The second interesting thing is Munchau’s evident ambivalence. On the one hand, he sees the parallels between today’s the orthodoxy  of the euro today and of the gold standard before World War II. [1] He recognizes the problems with postulating objective constraints on central banks in a depressed economy. He realizes that the current austerity regime shows no signs of delivering material benefits to the great majority of Europeans. And against this … what? “I have no doubt that any populist government in Europe would end in disaster,” he writes, but the basis of this certainty is not explained.

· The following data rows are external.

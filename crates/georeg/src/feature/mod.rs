//! Feature extraction boundary.
//!
//! The registration core never names a concrete detector: it asks a
//! [`FeatureBackend`] for keypoints and descriptors and matches whatever
//! comes back. [`ExtractionMode`] selects between the two shipped
//! backends: a binary-descriptor detector for fast runs and a
//! floating-point one for accurate runs.

mod fast_brief;
mod patch_gradient;

pub use fast_brief::FastBrief;
pub use patch_gradient::PatchGradient;

use image::GrayImage;
use serde::{Deserialize, Serialize};

use crate::config::FeatureConfig;

/// Detector/descriptor strategy for one registration call.
#[derive(Debug, Clone, Copy, PartialEq, Eq, Serialize, Deserialize)]
pub enum ExtractionMode {
    /// Binary descriptors, Hamming matching.
    Fast,
    /// Floating-point descriptors with RootSift normalization, L2 matching.
    Accurate,
}

impl std::fmt::Display for ExtractionMode {
    fn fmt(&self, f: &mut std::fmt::Formatter<'_>) -> std::fmt::Result {
        match self {
            Self::Fast => write!(f, "fast"),
            Self::Accurate => write!(f, "accurate"),
        }
    }
}

/// A detected image feature location.
#[derive(Debug, Clone, Copy, PartialEq, Serialize, Deserialize)]
pub struct Keypoint {
    /// Column, in pixels.
    pub x: f32,
    /// Row, in pixels.
    pub y: f32,
    /// Detector response; larger is stronger.
    pub response: f32,
    /// Dominant orientation in radians.
    pub angle: f32,
}

impl Keypoint {
    pub fn point(&self) -> [f64; 2] {
        [self.x as f64, self.y as f64]
    }
}

/// Descriptor storage for one image. The variant fixes the distance metric
/// used during matching (Hamming for binary, L2 for float).
#[derive(Debug, Clone)]
pub enum Descriptors {
    Binary(Vec<[u8; 32]>),
    Float(Vec<Vec<f32>>),
}

impl Descriptors {
    pub fn len(&self) -> usize {
        match self {
            Self::Binary(d) => d.len(),
            Self::Float(d) => d.len(),
        }
    }

    pub fn is_empty(&self) -> bool {
        self.len() == 0
    }
}

/// Keypoints paired 1:1 with their descriptors by index.
#[derive(Debug, Clone)]
pub struct FeatureSet {
    pub keypoints: Vec<Keypoint>,
    pub descriptors: Descriptors,
}

impl FeatureSet {
    /// Pair keypoints with descriptors. Both sides must have equal length;
    /// a mismatch is a backend bug, not a recoverable condition.
    pub fn new(keypoints: Vec<Keypoint>, descriptors: Descriptors) -> Self {
        assert_eq!(
            keypoints.len(),
            descriptors.len(),
            "keypoint/descriptor count mismatch"
        );
        Self {
            keypoints,
            descriptors,
        }
    }

    pub fn len(&self) -> usize {
        self.keypoints.len()
    }

    pub fn is_empty(&self) -> bool {
        self.keypoints.is_empty()
    }
}

/// Detector/descriptor capability consumed by the orchestrator.
pub trait FeatureBackend {
    /// Detect up to `max_features` keypoints and compute their descriptors.
    fn extract(&self, image: &GrayImage, max_features: usize) -> FeatureSet;
}

#[derive(Debug, Clone, PartialEq, Eq)]
pub enum ExtractionError {
    /// The detector found no keypoints at all.
    NoFeatures,
}

impl std::fmt::Display for ExtractionError {
    fn fmt(&self, f: &mut std::fmt::Formatter<'_>) -> std::fmt::Result {
        match self {
            Self::NoFeatures => write!(f, "no features detected in image"),
        }
    }
}

impl std::error::Error for ExtractionError {}

/// Build the backend bound to `mode`.
pub fn backend_for(mode: ExtractionMode, config: &FeatureConfig) -> Box<dyn FeatureBackend> {
    match mode {
        ExtractionMode::Fast => Box::new(FastBrief::new(config.fast_threshold)),
        ExtractionMode::Accurate => Box::new(PatchGradient::new(
            config.harris_rel_threshold,
            config.harris_k,
        )),
    }
}

/// Extract features with the adaptive budget for this image size.
///
/// In accurate mode the float descriptors are RootSift-normalized before
/// they are returned, so both images of a pair see the identical
/// transform.
pub fn extract(
    image: &GrayImage,
    mode: ExtractionMode,
    config: &FeatureConfig,
) -> Result<FeatureSet, ExtractionError> {
    let pixel_count = image.width() as u64 * image.height() as u64;
    let budget = config.feature_budget(pixel_count);
    tracing::debug!(
        "extracting up to {} features ({} px, {} mode)",
        budget,
        pixel_count,
        mode
    );

    let mut set = backend_for(mode, config).extract(image, budget);
    if set.is_empty() {
        return Err(ExtractionError::NoFeatures);
    }

    if let Descriptors::Float(ref mut descriptors) = set.descriptors {
        root_sift(descriptors);
    }
    Ok(set)
}

/// RootSift normalization: L1-normalize each descriptor, then take the
/// element-wise square root. All inputs are non-negative by construction.
pub fn root_sift(descriptors: &mut [Vec<f32>]) {
    for d in descriptors.iter_mut() {
        let mut norm1: f32 = d.iter().sum();
        if norm1 == 0.0 {
            norm1 = 1e-8;
        }
        for v in d.iter_mut() {
            *v = (*v / norm1).sqrt();
        }
    }
}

For myself, I have no doubt that the European crisis is not over. At some point, maybe soon, another European government is going to come up hard against the limits of acceptable policy in the Brussels-Frankfurt orthodoxy. I still think the national central banks will be the commanding heights in the ensuing battle.

 

[1] To be clear: I don’t think there is a close parallel in the way the two systems actually operate, but in their ideology, yes.